_Assignment_
Print all the entries verbatim.

[Saved entries]
○ ○ ○ ○ ○ ○ ○

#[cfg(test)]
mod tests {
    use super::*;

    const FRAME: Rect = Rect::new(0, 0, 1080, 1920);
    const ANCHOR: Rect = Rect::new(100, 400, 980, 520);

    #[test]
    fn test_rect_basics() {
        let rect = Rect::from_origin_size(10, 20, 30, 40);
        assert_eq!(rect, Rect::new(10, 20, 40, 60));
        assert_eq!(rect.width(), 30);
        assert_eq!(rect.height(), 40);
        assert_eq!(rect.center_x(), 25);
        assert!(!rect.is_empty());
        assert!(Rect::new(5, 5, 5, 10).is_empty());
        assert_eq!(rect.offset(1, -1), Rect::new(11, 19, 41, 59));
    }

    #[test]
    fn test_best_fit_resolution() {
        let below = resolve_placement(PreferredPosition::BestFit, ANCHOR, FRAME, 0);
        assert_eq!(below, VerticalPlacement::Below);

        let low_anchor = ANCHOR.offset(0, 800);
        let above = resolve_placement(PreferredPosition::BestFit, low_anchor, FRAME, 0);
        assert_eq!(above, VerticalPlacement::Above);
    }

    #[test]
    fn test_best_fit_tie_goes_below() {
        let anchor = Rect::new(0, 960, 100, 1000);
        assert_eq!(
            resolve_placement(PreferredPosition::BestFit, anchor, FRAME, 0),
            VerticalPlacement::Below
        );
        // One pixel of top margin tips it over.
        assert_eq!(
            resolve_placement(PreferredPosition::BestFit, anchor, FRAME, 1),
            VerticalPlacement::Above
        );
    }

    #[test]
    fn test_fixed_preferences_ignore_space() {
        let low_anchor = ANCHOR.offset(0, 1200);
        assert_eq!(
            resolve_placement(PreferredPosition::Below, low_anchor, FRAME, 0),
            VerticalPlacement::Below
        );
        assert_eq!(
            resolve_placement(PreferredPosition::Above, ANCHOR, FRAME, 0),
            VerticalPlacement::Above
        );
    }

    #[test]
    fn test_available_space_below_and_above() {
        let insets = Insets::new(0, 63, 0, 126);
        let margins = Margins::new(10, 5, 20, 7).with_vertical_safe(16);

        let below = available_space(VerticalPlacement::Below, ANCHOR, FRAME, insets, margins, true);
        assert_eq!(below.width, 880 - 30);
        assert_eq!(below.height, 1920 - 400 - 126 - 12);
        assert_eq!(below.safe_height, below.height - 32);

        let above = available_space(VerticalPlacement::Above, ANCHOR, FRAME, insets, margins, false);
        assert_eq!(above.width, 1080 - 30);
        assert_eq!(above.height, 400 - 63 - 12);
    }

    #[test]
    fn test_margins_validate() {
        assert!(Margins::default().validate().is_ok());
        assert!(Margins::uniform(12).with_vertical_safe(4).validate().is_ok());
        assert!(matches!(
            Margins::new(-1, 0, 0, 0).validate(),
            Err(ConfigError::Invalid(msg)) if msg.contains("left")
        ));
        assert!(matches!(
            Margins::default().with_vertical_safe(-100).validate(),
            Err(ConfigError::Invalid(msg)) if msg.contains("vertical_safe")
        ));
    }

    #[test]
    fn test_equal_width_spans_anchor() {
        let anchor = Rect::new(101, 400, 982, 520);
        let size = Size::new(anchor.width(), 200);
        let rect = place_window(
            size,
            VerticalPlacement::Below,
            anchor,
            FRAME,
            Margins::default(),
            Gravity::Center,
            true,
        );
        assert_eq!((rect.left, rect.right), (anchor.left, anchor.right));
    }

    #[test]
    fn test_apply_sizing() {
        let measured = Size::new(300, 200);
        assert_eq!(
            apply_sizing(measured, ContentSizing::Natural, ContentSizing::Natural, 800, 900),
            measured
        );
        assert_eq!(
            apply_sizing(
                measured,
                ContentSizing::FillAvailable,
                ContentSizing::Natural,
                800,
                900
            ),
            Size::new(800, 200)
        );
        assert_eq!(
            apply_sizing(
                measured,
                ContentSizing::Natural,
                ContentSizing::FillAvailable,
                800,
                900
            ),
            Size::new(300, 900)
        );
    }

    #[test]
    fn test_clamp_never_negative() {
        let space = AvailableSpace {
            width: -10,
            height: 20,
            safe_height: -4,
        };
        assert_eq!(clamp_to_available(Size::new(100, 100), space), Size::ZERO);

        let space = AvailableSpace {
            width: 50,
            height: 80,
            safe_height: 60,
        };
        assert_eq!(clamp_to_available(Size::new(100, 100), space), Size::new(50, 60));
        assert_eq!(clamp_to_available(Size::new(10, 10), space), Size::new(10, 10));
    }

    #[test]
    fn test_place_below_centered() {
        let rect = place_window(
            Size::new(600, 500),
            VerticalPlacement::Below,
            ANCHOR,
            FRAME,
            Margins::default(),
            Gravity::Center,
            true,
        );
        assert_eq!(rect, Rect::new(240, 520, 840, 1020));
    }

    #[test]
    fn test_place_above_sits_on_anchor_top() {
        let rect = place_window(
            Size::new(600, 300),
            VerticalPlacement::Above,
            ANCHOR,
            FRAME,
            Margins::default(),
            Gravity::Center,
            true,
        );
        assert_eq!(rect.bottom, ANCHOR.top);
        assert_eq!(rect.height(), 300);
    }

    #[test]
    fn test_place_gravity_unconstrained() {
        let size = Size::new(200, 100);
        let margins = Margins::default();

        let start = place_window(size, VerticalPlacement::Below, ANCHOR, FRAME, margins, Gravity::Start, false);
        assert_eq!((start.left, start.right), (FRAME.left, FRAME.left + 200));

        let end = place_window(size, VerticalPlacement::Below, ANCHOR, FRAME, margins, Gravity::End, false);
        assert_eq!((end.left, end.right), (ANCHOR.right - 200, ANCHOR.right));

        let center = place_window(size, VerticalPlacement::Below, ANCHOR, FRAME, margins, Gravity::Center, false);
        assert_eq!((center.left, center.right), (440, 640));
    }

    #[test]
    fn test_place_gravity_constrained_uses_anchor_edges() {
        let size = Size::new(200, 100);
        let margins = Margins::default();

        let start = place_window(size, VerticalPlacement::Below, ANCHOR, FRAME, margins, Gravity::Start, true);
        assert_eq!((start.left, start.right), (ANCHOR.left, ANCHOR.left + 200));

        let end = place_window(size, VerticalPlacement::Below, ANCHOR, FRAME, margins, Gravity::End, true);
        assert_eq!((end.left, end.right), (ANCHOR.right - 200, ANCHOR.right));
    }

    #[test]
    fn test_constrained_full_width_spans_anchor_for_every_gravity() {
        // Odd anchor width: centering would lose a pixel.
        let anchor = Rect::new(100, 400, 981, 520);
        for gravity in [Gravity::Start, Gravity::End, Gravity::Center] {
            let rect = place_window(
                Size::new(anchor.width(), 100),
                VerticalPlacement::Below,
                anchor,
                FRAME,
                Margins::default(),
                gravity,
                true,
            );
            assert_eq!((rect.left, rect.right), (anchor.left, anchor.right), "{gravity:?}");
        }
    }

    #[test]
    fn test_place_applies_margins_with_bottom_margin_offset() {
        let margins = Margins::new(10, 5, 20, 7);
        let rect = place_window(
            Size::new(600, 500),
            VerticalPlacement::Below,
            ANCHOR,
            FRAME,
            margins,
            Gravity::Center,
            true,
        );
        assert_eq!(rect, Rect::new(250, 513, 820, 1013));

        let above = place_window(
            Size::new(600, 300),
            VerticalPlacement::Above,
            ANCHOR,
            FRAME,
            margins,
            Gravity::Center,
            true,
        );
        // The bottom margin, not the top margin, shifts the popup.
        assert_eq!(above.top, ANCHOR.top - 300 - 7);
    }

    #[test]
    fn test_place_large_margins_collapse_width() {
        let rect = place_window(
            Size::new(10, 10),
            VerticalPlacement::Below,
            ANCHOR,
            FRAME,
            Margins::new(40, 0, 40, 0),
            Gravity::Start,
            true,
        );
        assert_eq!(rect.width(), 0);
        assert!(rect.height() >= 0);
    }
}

○ ○ ○ ○ ○ ○ ○

_Output for this task_
#[cfg(test)]
mod tests {
    use super::*;

    const FRAME: Rect = Rect::new(0, 0, 1080, 1920);
    const ANCHOR: Rect = Rect::new(100, 400, 980, 520);

    #[test]
    fn test_rect_basics() {
        let rect = Rect::from_origin_size(10, 20, 30, 40);
        assert_eq!(rect, Rect::new(10, 20, 40, 60));
        assert_eq!(rect.width(), 30);
        assert_eq!(rect.height(), 40);
        assert_eq!(rect.center_x(), 25);
        assert!(!rect.is_empty());
        assert!(Rect::new(5, 5, 5, 10).is_empty());
        assert_eq!(rect.offset(1, -1), Rect::new(11, 19, 41, 59));
    }

    #[test]
    fn test_best_fit_resolution() {
        let below = resolve_placement(PreferredPosition::BestFit, ANCHOR, FRAME, 0);
        assert_eq!(below, VerticalPlacement::Below);

        let low_anchor = ANCHOR.offset(0, 800);
        let above = resolve_placement(PreferredPosition::BestFit, low_anchor, FRAME, 0);
        assert_eq!(above, VerticalPlacement::Above);
    }

    #[test]
    fn test_best_fit_tie_goes_below() {
        let anchor = Rect::new(0, 960, 100, 1000);
        assert_eq!(
            resolve_placement(PreferredPosition::BestFit, anchor, FRAME, 0),
            VerticalPlacement::Below
        );
        // One pixel of top margin tips it over.
        assert_eq!(
            resolve_placement(PreferredPosition::BestFit, anchor, FRAME, 1),
            VerticalPlacement::Above
        );
    }

    #[test]
    fn test_fixed_preferences_ignore_space() {
        let low_anchor = ANCHOR.offset(0, 1200);
        assert_eq!(
            resolve_placement(PreferredPosition::Below, low_anchor, FRAME, 0),
            VerticalPlacement::Below
        );
        assert_eq!(
            resolve_placement(PreferredPosition::Above, ANCHOR, FRAME, 0),
            VerticalPlacement::Above
        );
    }

    #[test]
    fn test_available_space_below_and_above() {
        let insets = Insets::new(0, 63, 0, 126);
        let margins = Margins::new(10, 5, 20, 7).with_vertical_safe(16);

        let below = available_space(VerticalPlacement::Below, ANCHOR, FRAME, insets, margins, true);
        assert_eq!(below.width, 880 - 30);
        assert_eq!(below.height, 1920 - 400 - 126 - 12);
        assert_eq!(below.safe_height, below.height - 32);

        let above = available_space(VerticalPlacement::Above, ANCHOR, FRAME, insets, margins, false);
        assert_eq!(above.width, 1080 - 30);
        assert_eq!(above.height, 400 - 63 - 12);
    }

    #[test]
    fn test_margins_validate() {
        assert!(Margins::default().validate().is_ok());
        assert!(Margins::uniform(12).with_vertical_safe(4).validate().is_ok());
        assert!(matches!(
            Margins::new(-1, 0, 0, 0).validate(),
            Err(ConfigError::Invalid(msg)) if msg.contains("left")
        ));
        assert!(matches!(
            Margins::default().with_vertical_safe(-100).validate(),
            Err(ConfigError::Invalid(msg)) if msg.contains("vertical_safe")
        ));
    }

    #[test]
    fn test_equal_width_spans_anchor() {
        let anchor = Rect::new(101, 400, 982, 520);
        let size = Size::new(anchor.width(), 200);
        let rect = place_window(
            size,
            VerticalPlacement::Below,
            anchor,
            FRAME,
            Margins::default(),
            Gravity::Center,
            true,
        );
        assert_eq!((rect.left, rect.right), (anchor.left, anchor.right));
    }

    #[test]
    fn test_apply_sizing() {
        let measured = Size::new(300, 200);
        assert_eq!(
            apply_sizing(measured, ContentSizing::Natural, ContentSizing::Natural, 800, 900),
            measured
        );
        assert_eq!(
            apply_sizing(
                measured,
                ContentSizing::FillAvailable,
                ContentSizing::Natural,
                800,
                900
            ),
            Size::new(800, 200)
        );
        assert_eq!(
            apply_sizing(
                measured,
                ContentSizing::Natural,
                ContentSizing::FillAvailable,
                800,
                900
            ),
            Size::new(300, 900)
        );
    }

    #[test]
    fn test_clamp_never_negative() {
        let space = AvailableSpace {
            width: -10,
            height: 20,
            safe_height: -4,
        };
        assert_eq!(clamp_to_available(Size::new(100, 100), space), Size::ZERO);

        let space = AvailableSpace {
            width: 50,
            height: 80,
            safe_height: 60,
        };
        assert_eq!(clamp_to_available(Size::new(100, 100), space), Size::new(50, 60));
        assert_eq!(clamp_to_available(Size::new(10, 10), space), Size::new(10, 10));
    }

    #[test]
    fn test_place_below_centered() {
        let rect = place_window(
            Size::new(600, 500),
            VerticalPlacement::Below,
            ANCHOR,
            FRAME,
            Margins::default(),
            Gravity::Center,
            true,
        );
        assert_eq!(rect, Rect::new(240, 520, 840, 1020));
    }

    #[test]
    fn test_place_above_sits_on_anchor_top() {
        let rect = place_window(
            Size::new(600, 300),
            VerticalPlacement::Above,
            ANCHOR,
            FRAME,
            Margins::default(),
            Gravity::Center,
            true,
        );
        assert_eq!(rect.bottom, ANCHOR.top);
        assert_eq!(rect.height(), 300);
    }

    #[test]
    fn test_place_gravity_unconstrained() {
        let size = Size::new(200, 100);
        let margins = Margins::default();

        let start = place_window(size, VerticalPlacement::Below, ANCHOR, FRAME, margins, Gravity::Start, false);
        assert_eq!((start.left, start.right), (FRAME.left, FRAME.left + 200));

        let end = place_window(size, VerticalPlacement::Below, ANCHOR, FRAME, margins, Gravity::End, false);
        assert_eq!((end.left, end.right), (ANCHOR.right - 200, ANCHOR.right));

        let center = place_window(size, VerticalPlacement::Below, ANCHOR, FRAME, margins, Gravity::Center, false);
        assert_eq!((center.left, center.right), (440, 640));
    }

    #[test]
    fn test_place_gravity_constrained_uses_anchor_edges() {
        let size = Size::new(200, 100);
        let margins = Margins::default();

        let start = place_window(size, VerticalPlacement::Below, ANCHOR, FRAME, margins, Gravity::Start, true);
        assert_eq!((start.left, start.right), (ANCHOR.left, ANCHOR.left + 200));

        let end = place_window(size, VerticalPlacement::Below, ANCHOR, FRAME, margins, Gravity::End, true);
        assert_eq!((end.left, end.right), (ANCHOR.right - 200, ANCHOR.right));
    }

    #[test]
    fn test_constrained_full_width_spans_anchor_for_every_gravity() {
        // Odd anchor width: centering would lose a pixel.
        let anchor = Rect::new(100, 400, 981, 520);
        for gravity in [Gravity::Start, Gravity::End, Gravity::Center] {
            let rect = place_window(
                Size::new(anchor.width(), 100),
                VerticalPlacement::Below,
                anchor,
                FRAME,
                Margins::default(),
                gravity,
                true,
            );
            assert_eq!((rect.left, rect.right), (anchor.left, anchor.right), "{gravity:?}");
        }
    }

    #[test]
    fn test_place_applies_margins_with_bottom_margin_offset() {
        let margins = Margins::new(10, 5, 20, 7);
        let rect = place_window(
            Size::new(600, 500),
            VerticalPlacement::Below,
            ANCHOR,
            FRAME,
            margins,
            Gravity::Center,
            true,
        );
        assert_eq!(rect, Rect::new(250, 513, 820, 1013));

        let above = place_window(
            Size::new(600, 300),
            VerticalPlacement::Above,
            ANCHOR,
            FRAME,
            margins,
            Gravity::Center,
            true,
        );
        // The bottom margin, not the top margin, shifts the popup.
        assert_eq!(above.top, ANCHOR.top - 300 - 7);
    }

    #[test]
    fn test_place_large_margins_collapse_width() {
        let rect = place_window(
            Size::new(10, 10),
            VerticalPlacement::Below,
            ANCHOR,
            FRAME,
            Margins::new(40, 0, 40, 0),
            Gravity::Start,
            true,
        );
        assert_eq!(rect.width(), 0);
        assert!(rect.height() >= 0);
    }
}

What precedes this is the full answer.